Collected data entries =
# # #

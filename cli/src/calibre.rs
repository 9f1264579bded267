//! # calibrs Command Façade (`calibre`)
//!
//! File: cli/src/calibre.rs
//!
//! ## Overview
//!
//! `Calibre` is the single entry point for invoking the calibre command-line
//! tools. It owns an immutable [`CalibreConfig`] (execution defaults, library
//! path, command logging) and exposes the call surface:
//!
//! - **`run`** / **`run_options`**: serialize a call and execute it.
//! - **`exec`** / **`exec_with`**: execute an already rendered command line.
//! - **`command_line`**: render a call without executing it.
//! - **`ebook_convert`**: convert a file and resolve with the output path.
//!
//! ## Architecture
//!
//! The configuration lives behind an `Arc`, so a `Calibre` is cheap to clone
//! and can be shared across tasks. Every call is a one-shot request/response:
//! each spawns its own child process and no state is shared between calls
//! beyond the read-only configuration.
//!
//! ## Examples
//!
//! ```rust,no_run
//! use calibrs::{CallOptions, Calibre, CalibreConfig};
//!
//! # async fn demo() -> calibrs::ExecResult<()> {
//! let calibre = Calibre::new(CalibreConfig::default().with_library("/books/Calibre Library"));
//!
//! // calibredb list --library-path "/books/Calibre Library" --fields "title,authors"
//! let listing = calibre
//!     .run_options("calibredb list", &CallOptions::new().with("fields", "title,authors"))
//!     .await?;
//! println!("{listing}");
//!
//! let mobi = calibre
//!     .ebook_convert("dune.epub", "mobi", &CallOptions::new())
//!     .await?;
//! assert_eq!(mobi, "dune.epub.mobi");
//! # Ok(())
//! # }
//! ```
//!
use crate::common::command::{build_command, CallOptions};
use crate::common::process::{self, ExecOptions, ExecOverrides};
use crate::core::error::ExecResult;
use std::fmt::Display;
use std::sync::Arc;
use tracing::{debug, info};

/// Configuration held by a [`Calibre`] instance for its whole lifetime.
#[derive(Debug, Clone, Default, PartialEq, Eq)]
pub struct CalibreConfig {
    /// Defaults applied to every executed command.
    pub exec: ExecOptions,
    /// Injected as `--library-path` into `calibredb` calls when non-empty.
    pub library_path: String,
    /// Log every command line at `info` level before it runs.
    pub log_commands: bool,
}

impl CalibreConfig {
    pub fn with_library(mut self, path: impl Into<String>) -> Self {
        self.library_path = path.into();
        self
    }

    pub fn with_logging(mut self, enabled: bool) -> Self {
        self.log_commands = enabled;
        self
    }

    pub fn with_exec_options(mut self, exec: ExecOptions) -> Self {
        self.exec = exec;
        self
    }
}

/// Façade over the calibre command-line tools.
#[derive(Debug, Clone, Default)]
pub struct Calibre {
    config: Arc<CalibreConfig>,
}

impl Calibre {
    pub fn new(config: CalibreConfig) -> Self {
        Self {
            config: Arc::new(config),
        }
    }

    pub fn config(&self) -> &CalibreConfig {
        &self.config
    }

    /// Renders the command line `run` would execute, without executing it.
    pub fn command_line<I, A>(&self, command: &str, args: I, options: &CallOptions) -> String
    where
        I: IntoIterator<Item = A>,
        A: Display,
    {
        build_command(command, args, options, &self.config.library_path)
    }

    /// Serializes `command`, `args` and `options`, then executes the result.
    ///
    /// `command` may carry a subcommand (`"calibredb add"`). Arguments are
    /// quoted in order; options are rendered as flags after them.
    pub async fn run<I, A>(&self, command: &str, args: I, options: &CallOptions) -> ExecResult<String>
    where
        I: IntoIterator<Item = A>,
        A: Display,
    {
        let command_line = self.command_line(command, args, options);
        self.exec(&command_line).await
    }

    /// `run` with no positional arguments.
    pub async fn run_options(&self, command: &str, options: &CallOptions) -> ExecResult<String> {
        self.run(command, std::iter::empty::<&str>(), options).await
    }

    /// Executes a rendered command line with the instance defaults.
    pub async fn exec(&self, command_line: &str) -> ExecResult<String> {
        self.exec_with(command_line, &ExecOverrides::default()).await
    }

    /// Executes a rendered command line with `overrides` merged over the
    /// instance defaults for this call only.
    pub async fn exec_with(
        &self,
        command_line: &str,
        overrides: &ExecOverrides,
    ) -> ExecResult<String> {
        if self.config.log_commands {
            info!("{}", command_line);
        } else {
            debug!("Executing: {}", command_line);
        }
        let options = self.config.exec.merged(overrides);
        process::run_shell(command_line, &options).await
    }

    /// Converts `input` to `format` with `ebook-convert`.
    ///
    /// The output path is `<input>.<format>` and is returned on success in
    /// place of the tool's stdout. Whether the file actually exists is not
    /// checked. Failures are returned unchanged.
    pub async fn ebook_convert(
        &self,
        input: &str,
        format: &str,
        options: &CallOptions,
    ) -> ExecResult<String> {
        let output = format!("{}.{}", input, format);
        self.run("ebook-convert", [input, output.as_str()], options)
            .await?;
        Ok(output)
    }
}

# # #

Prompt =
From the records above, copy only the lines starting with the line that holds "may carry a" and going on through the line that holds "merged over the", exactly as written.

Task answer =
    /// `command` may carry a subcommand (`"calibredb add"`). Arguments are
    /// quoted in order; options are rendered as flags after them.
    pub async fn run<I, A>(&self, command: &str, args: I, options: &CallOptions) -> ExecResult<String>
    where
        I: IntoIterator<Item = A>,
        A: Display,
    {
        let command_line = self.command_line(command, args, options);
        self.exec(&command_line).await
    }

    /// `run` with no positional arguments.
    pub async fn run_options(&self, command: &str, options: &CallOptions) -> ExecResult<String> {
        self.run(command, std::iter::empty::<&str>(), options).await
    }

    /// Executes a rendered command line with the instance defaults.
    pub async fn exec(&self, command_line: &str) -> ExecResult<String> {
        self.exec_with(command_line, &ExecOverrides::default()).await
    }

    /// Executes a rendered command line with `overrides` merged over the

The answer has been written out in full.